■ **Record set**

──────

//! # Ray Backend Abstraction
//!
//! This module defines the `RayBackend` trait: the fixed object/parameter API
//! of the ray-tracing library the bridge drives. Objects are created, mutated
//! through named-parameter setters, then explicitly committed before a render
//! call can see them.
//!
//! ## Object Model
//!
//! - **Models**: containers of geometry, instances and volumes
//! - **Renderers**: one surface renderer and one volume renderer per context
//! - **Frame buffers**: sized color/depth/accumulation targets
//!
//! Handles are opaque [`ObjectHandle`] keys; only the backend that issued a
//! handle can interpret it.

use bitflags::bitflags;
use slotmap::new_key_type;

use crate::foundation::math::{Mat4, Vec2, Vec3, Vec4};
use crate::render::RenderError;

/// Result type for backend operations
pub type BackendResult<T> = Result<T, RenderError>;

new_key_type! {
    /// Opaque reference to a backend object
    pub struct ObjectHandle;
}

/// Which renderer implementation a renderer object uses
#[derive(Debug, Clone, Copy, PartialEq, Eq, Hash)]
pub enum RendererType {
    /// Surface renderer; supports ambient occlusion and shadows
    Surface,
    /// Volume ray-cast renderer
    Volume,
}

/// Light flavours the bridge creates
#[derive(Debug, Clone, Copy, PartialEq, Eq, Hash)]
pub enum LightKind {
    /// Light from a direction, no position
    Directional,
    /// Positional light
    Point,
    /// Uniform ambient term
    Ambient,
}

/// Kinds of backend objects
#[derive(Debug, Clone, Copy, PartialEq, Eq, Hash)]
pub enum ObjectKind {
    /// Container of geometry, instances and volumes
    Model,
    /// Perspective camera
    Camera,
    /// Renderer of the given type
    Renderer(RendererType),
    /// Light source
    Light(LightKind),
    /// Surface material
    Material,
    /// 2D texture
    Texture,
    /// Triangle mesh geometry
    Triangles,
    /// Placement of a model inside another model
    Instance,
    /// Structured scalar volume
    Volume,
    /// Color/opacity lookup table for volumes
    TransferFunction,
}

/// A named-parameter value
#[derive(Debug, Clone, PartialEq)]
pub enum Param {
    /// Boolean flag
    Bool(bool),
    /// Signed integer
    Int(i32),
    /// Integer triple (dimensions)
    Int3([i32; 3]),
    /// Scalar
    Float(f32),
    /// 2-vector (ranges)
    Vec2(Vec2),
    /// 3-vector (positions, directions, colors)
    Vec3(Vec3),
    /// 4-vector (RGBA colors)
    Vec4(Vec4),
    /// Affine transform
    Mat4(Mat4),
    /// String value
    Str(String),
    /// Reference to another object
    Object(ObjectHandle),
    /// List of objects
    ObjectList(Vec<ObjectHandle>),
    /// Scalar array
    FloatArray(Vec<f32>),
    /// Texture coordinate array
    Vec2Array(Vec<Vec2>),
    /// Vector array
    Vec3Array(Vec<Vec3>),
    /// RGBA array
    Vec4Array(Vec<Vec4>),
    /// Triangle index array
    IndexArray(Vec<[u32; 3]>),
    /// Raw bytes (texture texels)
    Bytes(Vec<u8>),
}

bitflags! {
    /// Channels of a frame buffer
    #[derive(Debug, Clone, Copy, PartialEq, Eq, Hash)]
    pub struct FrameBufferChannels: u32 {
        /// RGBA8 color
        const COLOR = 1 << 0;
        /// Per-pixel hit distance
        const DEPTH = 1 << 1;
        /// Accumulation buffer for progressive refinement
        const ACCUM = 1 << 2;
    }
}

/// # Ray Backend Trait
///
/// Every call is synchronous. `render_frame` blocks until the pass has
/// finished; the backend may parallelize internally.
pub trait RayBackend {
    /// Initialize the device
    ///
    /// # Arguments
    /// * `num_threads` - Worker count for the backend, 0 for its default
    fn initialize(&mut self, num_threads: usize) -> BackendResult<()>;

    /// Create a new object of the given kind
    fn create(&mut self, kind: ObjectKind) -> BackendResult<ObjectHandle>;

    /// Set a named parameter; takes effect on the next `commit`
    fn set_param(&mut self, handle: ObjectHandle, name: &str, value: Param) -> BackendResult<()>;

    /// Remove a named parameter; takes effect on the next `commit`
    fn remove_param(&mut self, handle: ObjectHandle, name: &str) -> BackendResult<()>;

    /// Finalize pending parameter changes
    fn commit(&mut self, handle: ObjectHandle) -> BackendResult<()>;

    /// Drop the caller's reference to an object
    ///
    /// Releasing a model also releases the instances it owns. Unknown handles
    /// are ignored.
    fn release(&mut self, handle: ObjectHandle);

    /// Add a geometry, instance or volume to a model
    fn add_to_model(&mut self, model: ObjectHandle, object: ObjectHandle) -> BackendResult<()>;

    /// Copy a brick of voxels into a volume
    ///
    /// # Arguments
    /// * `volume` - Target volume; its `dimensions` must already be set
    /// * `data` - `count[0] * count[1] * count[2]` voxels, x fastest
    /// * `offset` - Voxel index of the brick's lower corner
    /// * `count` - Brick extent in voxels
    fn set_region(
        &mut self,
        volume: ObjectHandle,
        data: &[f32],
        offset: [usize; 3],
        count: [usize; 3],
    ) -> BackendResult<()>;

    /// Allocate a frame buffer
    fn create_frame_buffer(
        &mut self,
        width: u32,
        height: u32,
        channels: FrameBufferChannels,
    ) -> BackendResult<ObjectHandle>;

    /// Clear the given channels of a frame buffer
    fn clear_frame_buffer(
        &mut self,
        frame_buffer: ObjectHandle,
        channels: FrameBufferChannels,
    ) -> BackendResult<()>;

    /// Render one pass into a frame buffer
    ///
    /// # Returns
    /// Estimated variance of the accumulated image
    fn render_frame(
        &mut self,
        frame_buffer: ObjectHandle,
        renderer: ObjectHandle,
        channels: FrameBufferChannels,
    ) -> BackendResult<f32>;

    /// Map the color channel as tightly packed RGBA8
    fn map_color(&self, frame_buffer: ObjectHandle) -> BackendResult<&[u8]>;

    /// Map the depth channel as per-pixel hit distances
    fn map_depth(&self, frame_buffer: ObjectHandle) -> BackendResult<&[f32]>;
}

──────

■ **Exercise instructions**
In the listing, find every line containing the word "colors" and list it.

■ **Response**
    /// 3-vector (positions, directions, colors)
    /// 4-vector (RGBA colors)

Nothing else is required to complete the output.